My work is focused on studying my blood’s memory, I’m the daughter of a mestizo father and a Nahua mother, and my interests lie in the study of identity, territory, orality, pain and rituality within my personal history.

The night as a space of time full of blind spots where the hidden reigns and what is socially correct is transgressed is an assiduous concern in my gaze, I am drawn to the visceral aspects of human existence. Writing, and especially poetry is constantly accompany my work, serving as a guide to investigate and understand my concerns.

Currently, by giving workshops, lectures and exhibiting my photographs in schools and cultural centers in rural areas of Tlaxcala, I seek for my work to return and live in the spaces and people that forged my vision of the world; decentralize art, taking photography to spaces where there are no museums or galleries is an ethical pillar for me.

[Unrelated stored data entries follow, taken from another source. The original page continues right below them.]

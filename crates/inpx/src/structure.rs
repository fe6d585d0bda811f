//! Listing field layout and line parsing.

use crate::consts::{
    BOOK_ARCHIVE_EXTENSION, DEFAULT_STRUCTURE, FIELD_SEPARATOR, KEYWORD_SEPARATOR, LIST_SEPARATOR,
    STRUCTURE_SEPARATOR,
};
use crate::error::{ErrorKind, Result};
use crate::models::{Author, RawRecord};
use exn::{OptionExt, ResultExt};
use time::Date;
use time::macros::format_description;

/// A column of an `.inp` listing.
#[derive(Debug, Clone, Copy, PartialEq, Eq)]
pub enum Field {
    Author,
    Genre,
    Title,
    Series,
    SerNo,
    File,
    Size,
    LibId,
    Del,
    Ext,
    Date,
    Lang,
    LibRate,
    Keywords,
    Folder,
    /// Columns this reader does not interpret (`INSNO`, `URI`, ...).
    Other,
}
impl Field {
    fn from_name(name: &str) -> Self {
        match name.trim().to_uppercase().as_str() {
            "AUTHOR" => Self::Author,
            "GENRE" => Self::Genre,
            "TITLE" => Self::Title,
            "SERIES" => Self::Series,
            "SERNO" => Self::SerNo,
            "FILE" => Self::File,
            "SIZE" => Self::Size,
            "LIBID" => Self::LibId,
            "DEL" => Self::Del,
            "EXT" => Self::Ext,
            "DATE" => Self::Date,
            "LANG" => Self::Lang,
            "LIBRATE" => Self::LibRate,
            "KEYWORDS" => Self::Keywords,
            "FOLDER" => Self::Folder,
            _ => Self::Other,
        }
    }
}

/// Field order of the listings in one archive.
#[derive(Debug, Clone, PartialEq, Eq)]
pub struct Structure {
    fields: Vec<Field>,
}
impl Default for Structure {
    fn default() -> Self {
        Self::parse(DEFAULT_STRUCTURE)
    }
}
impl Structure {
    /// Parse the contents of `structure.info` (`AUTHOR;GENRE;TITLE;...;`).
    ///
    /// Falls back to the default layout when the text names no fields at all.
    pub fn parse(text: &str) -> Self {
        let fields: Vec<Field> = text
            .lines()
            .next()
            .unwrap_or_default()
            .split(STRUCTURE_SEPARATOR)
            .filter(|name| !name.trim().is_empty())
            .map(Field::from_name)
            .collect();
        if fields.is_empty() {
            return Self::default();
        }
        Self { fields }
    }

    pub fn fields(&self) -> &[Field] {
        &self.fields
    }

    /// Parse one listing line into a record.
    ///
    /// `listing` is the name of the `.inp` entry the line came from; it
    /// provides the folder when the layout has no `FOLDER` column (or it is
    /// empty).
    pub fn parse_line(&self, line: &str, listing: &str) -> Result<RawRecord> {
        let mut record = RawRecord::default();
        let mut lib_id = None;
        for (field, value) in self.fields.iter().zip(line.split(FIELD_SEPARATOR)) {
            let value = value.trim();
            match field {
                Field::Author => {
                    record.authors =
                        split_list(value, LIST_SEPARATOR).map(Author::parse).filter(|a| !a.is_empty()).collect()
                },
                Field::Genre => record.genres = split_list(value, LIST_SEPARATOR).map(String::from).collect(),
                Field::Title => record.title = value.to_string(),
                Field::Series => record.series = value.to_string(),
                Field::SerNo => record.series_no = lenient("SERNO", value),
                Field::File => record.file = value.to_string(),
                Field::Size => record.size = strict("SIZE", value)?.unwrap_or(0),
                Field::LibId => lib_id = strict("LIBID", value)?,
                Field::Del => record.deleted = value == "1",
                Field::Ext => record.ext = value.to_string(),
                Field::Date => record.date = parse_date(value),
                Field::Lang => record.language = value.to_string(),
                Field::LibRate => record.rating = lenient("LIBRATE", value),
                Field::Keywords => {
                    record.keywords = split_list(value, KEYWORD_SEPARATOR).map(String::from).collect()
                },
                Field::Folder => record.folder = value.to_string(),
                Field::Other => {},
            }
        }
        record.lib_id = lib_id.ok_or_raise(|| ErrorKind::ParseError {
            field: "LIBID",
            value: String::new(),
        })?;
        if record.folder.is_empty() {
            record.folder = default_folder(listing);
        }
        Ok(record)
    }
}

fn split_list(value: &str, separator: char) -> impl Iterator<Item = &str> {
    value.split(separator).map(str::trim).filter(|v| !v.is_empty())
}

/// Empty values are absent; anything else must parse.
fn strict<T: std::str::FromStr>(field: &'static str, value: &str) -> Result<Option<T>>
where
    T::Err: std::error::Error + Send + Sync + 'static,
{
    if value.is_empty() {
        return Ok(None);
    }
    value.parse::<T>().map(Some).or_raise(|| ErrorKind::ParseError { field, value: value.to_string() })
}

/// Malformed values are treated as absent.
fn lenient<T: std::str::FromStr>(field: &'static str, value: &str) -> Option<T> {
    if value.is_empty() {
        return None;
    }
    let parsed = value.parse::<T>().ok();
    if parsed.is_none() {
        tracing::debug!(field, value, "Ignoring malformed optional field");
    }
    parsed
}

fn parse_date(value: &str) -> Option<Date> {
    if value.is_empty() {
        return None;
    }
    Date::parse(value, format_description!("[year]-[month]-[day]")).ok()
}

/// `fb2-000001-000100.inp` lists the books stored in `fb2-000001-000100.zip`.
fn default_folder(listing: &str) -> String {
    let name = listing.rsplit(['/', '\\']).next().unwrap_or(listing);
    let stem = name.rsplit_once('.').map_or(name, |(stem, _)| stem);
    format!("{stem}.{BOOK_ARCHIVE_EXTENSION}")
}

I studied a BA in Craft Design (2013-2017) at the University of Guadalajara with complementary study residences in Art History and Social Anthropology (2018). In 2020, I completed the International Diploma in Cultural Heritage from the National Institute of Anthropology and History (INAH). I attended photography workshops at the San Agustín Arts Center founded by artist Francisco Toledo in Etla, Oaxaca. In 2022, I graduated from the Photographic Production Seminar of the Centro de la Imagen and I was a beneficiary of the Young Creators Scholarship Award of the National Fund for Culture and the Arts (FONCA) in the photography category. In 2023, my work was part of the exhibition La Materia que se Borra at the Centro de la Imagen, in this same year, I was selected for the Trasatlántica program of Photo España and I got the loan of a camera as a prize from the portfolio review of the Mirar Distinto International Photography Festival in collaboration with Leica Mexico.